Aurel Stein was born on November 26, 1862 in Pest as the third child of a highly educated bourgeois family. His education was overseen not by his elderly parents, but rather by his uncle on his mother’s side, the eye-specialist Ignác Hirschler, the founder of Hungarian ophthalmology. Thanks to the scholarly network at his disposal, at a very young age, Aurel was able to make contact with the most eminent representatives of Hungarian intellectual life.

He was educated partly in Budapest and partly in Dresden. He received his high school diploma from the Lutheran school of Budapest, then continued his university studies with the support of Hungarian state scholarships in Vienna, Leipzig and Tubingen, mastering fields as diverse as comparative philology, Indology and Iranistics. Aurel Stein obtained his doctoral degree in 1883.

Between 1884 and 1886 he conducted research in Oxford, Cambridge and London. In the meantime, in 1885-86 he came back for his compulsory military training, completing the yearlong volunteers’ course at the Ludovika Academy in Budapest. Unable to obtain a position in Hungarian universities, Aurel Stein left for India where he worked until his death in the fields of education and of archaeology.

His scholarly interest focused from the very beginning on the historical connections between India, Iran, China and the West. His name and work is already inseparable from the history of the Silk Road.

In the first ten years spent in India, Aurel Stein pursued philological activity mainly. His first opus magnum was the critical edition and translation of the Rajatarangini, the 12th-century Kashmirian chronicle by Kalhana. From 1900, however, he focused his attention on archaeology. During the excavations realized between 1900 and 1916 in Central Asia, primarily in Chinese Turkestan, he uncovered the sand-buried settlements of the Silk Road, and collected a rich source material that shed new light on the history, art, religions and languages of this region.

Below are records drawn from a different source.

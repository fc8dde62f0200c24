//! In-memory transport for pipeline tests

use std::collections::VecDeque;

use async_trait::async_trait;
use tokio::sync::Mutex;

use crate::transport::{Transport, TransportError, TransportRequest, TransportResponse};

/// Replays queued outcomes in order and records every request it receives.
///
/// Running out of outcomes yields a connection error.
#[derive(Default)]
pub(crate) struct ScriptedTransport {
    outcomes: Mutex<VecDeque<Result<TransportResponse, TransportError>>>,
    requests: Mutex<Vec<TransportRequest>>,
}

impl ScriptedTransport {
    pub(crate) fn new() -> Self {
        Self::default()
    }

    pub(crate) async fn push_response(&self, response: TransportResponse) {
        self.outcomes.lock().await.push_back(Ok(response));
    }

    pub(crate) async fn push_json(&self, body: serde_json::Value) {
        self.push_response(TransportResponse::new(200, body.to_string()))
            .await;
    }

    pub(crate) async fn push_error(&self, error: TransportError) {
        self.outcomes.lock().await.push_back(Err(error));
    }

    pub(crate) async fn calls(&self) -> usize {
        self.requests.lock().await.len()
    }

    pub(crate) async fn requests(&self) -> Vec<TransportRequest> {
        self.requests.lock().await.clone()
    }

    /// Last request's parameter value for `key`.
    pub(crate) async fn last_param(&self, key: &str) -> Option<String> {
        self.requests.lock().await.last().and_then(|r| {
            r.params
                .iter()
                .find(|(k, _)| k == key)
                .map(|(_, v)| v.clone())
        })
    }
}

#[async_trait]
impl Transport for ScriptedTransport {
    async fn send(&self, request: &TransportRequest) -> Result<TransportResponse, TransportError> {
        self.requests.lock().await.push(request.clone());
        self.outcomes
            .lock()
            .await
            .pop_front()
            .unwrap_or_else(|| Err(TransportError::Connection("no scripted response".into())))
    }
}
//! Retry policy for transport calls
//!
//! Linear backoff: the k-th retry waits `k * base_delay`. Only transport
//! failures and a fixed set of HTTP statuses are retried; business-level
//! `"Failed"` bodies are never seen here.

use std::future::Future;
use std::time::Duration;

use crate::transport::{TransportError, TransportResponse};

/// HTTP statuses that are worth another attempt.
pub const RETRYABLE_STATUSES: [u16; 5] = [429, 500, 502, 503, 504];

/// Result of one attempt, as far as the retry decision is concerned.
#[derive(Debug, Clone, Copy, PartialEq, Eq)]
pub enum Outcome {
    /// The transport raised (connection refused, timeout, ...).
    TransportFailure,
    /// An HTTP response with this status arrived.
    Status(u16),
}

impl Outcome {
    fn of(result: &Result<TransportResponse, TransportError>) -> Self {
        match result {
            Ok(response) => Self::Status(response.status),
            Err(_) => Self::TransportFailure,
        }
    }
}

#[derive(Debug, Clone, Copy, PartialEq, Eq)]
pub struct RetryPolicy {
    retry_times: u32,
    base_delay: Duration,
    log_retries: bool,
}

impl RetryPolicy {
    pub fn new(retry_times: u32, base_delay: Duration) -> Self {
        Self {
            retry_times,
            base_delay,
            log_retries: true,
        }
    }

    /// Policy that never retries.
    pub fn none() -> Self {
        Self::new(0, Duration::ZERO)
    }

    #[must_use]
    pub fn with_logging(mut self, enabled: bool) -> Self {
        self.log_retries = enabled;
        self
    }

    pub fn retry_times(&self) -> u32 {
        self.retry_times
    }

    /// Whether to retry after `retries_done` retries ended in `outcome`.
    pub fn should_retry(&self, retries_done: u32, outcome: Outcome) -> bool {
        if retries_done >= self.retry_times {
            return false;
        }
        match outcome {
            Outcome::TransportFailure => true,
            Outcome::Status(status) => RETRYABLE_STATUSES.contains(&status),
        }
    }

    /// Delay before the `retry`-th retry (1-indexed).
    pub fn delay_for(&self, retry: u32) -> Duration {
        self.base_delay.saturating_mul(retry)
    }

    /// Runs `attempt` until it yields a terminal outcome or retries are
    /// exhausted, and returns the last outcome unchanged.
    ///
    /// Sleeping uses the tokio timer, so only the calling task waits.
    pub async fn run<F, Fut>(&self, mut attempt: F) -> Result<TransportResponse, TransportError>
    where
        F: FnMut() -> Fut,
        Fut: Future<Output = Result<TransportResponse, TransportError>>,
    {
        let mut retries_done = 0;
        loop {
            let result = attempt().await;
            let outcome = Outcome::of(&result);
            if !self.should_retry(retries_done, outcome) {
                return result;
            }

            retries_done += 1;
            let delay = self.delay_for(retries_done);
            if self.log_retries {
                let reason = match &result {
                    Ok(response) => format!("HTTP {}", response.status),
                    Err(e) => e.to_string(),
                };
                log::warn!(
                    "[cloudns] Request failed (retry {}/{}), retrying in {:.1}s: {}",
                    retries_done,
                    self.retry_times,
                    delay.as_secs_f32(),
                    reason
                );
            }
            tokio::time::sleep(delay).await;
        }
    }
}
/// Parameters for adding a record (`dns/add-record`).
///
/// For CAA, SSHFP and TLSA the record value is composed from the typed parts
/// and `record` is ignored.
#[derive(Debug, Clone, PartialEq, Eq)]
pub struct CreateRecordRequest {
    /// Zone the record belongs to
    pub domain_name: String,
    pub record_type: RecordType,
    /// Host label relative to the zone. Empty for the apex.
    pub host: String,
    /// Record value (address, target, text...)
    pub record: String,
    /// Seconds; must be one of [`Ttl::ALL`].
    pub ttl: u32,
    /// MX and SRV only
    pub priority: Option<u16>,
    /// SRV only
    pub weight: Option<u16>,
    /// SRV only
    pub port: Option<u16>,
    /// Options for `WR` records
    pub web_redirect: Option<WebRedirect>,
    /// GeoDNS location code for records in GeoDNS zones
    pub geodns_location: Option<String>,
    pub caa: Option<CaaValue>,
    pub sshfp: Option<SshfpValue>,
    pub tlsa: Option<TlsaValue>,
}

In 1926 he traced the route of Alexander the Great in Northwestern India, and after this he turned his attention to the Western part of the Silk Road. Aurel Stein did excavations in Persia, and he mapped the ancient Roman limes in Iraq, Syria and Transjordan. During the Second World War he continued his research in India.

In 1943 Aurel Stein arrived to Afghanistan, but unfortunately, he never managed to realize his cherished dream of conducting research in the territory of ancient Bactria. Some days after his arrival, exactly a month before his 81th birthday, on October 26, 1943 he died in Kabul.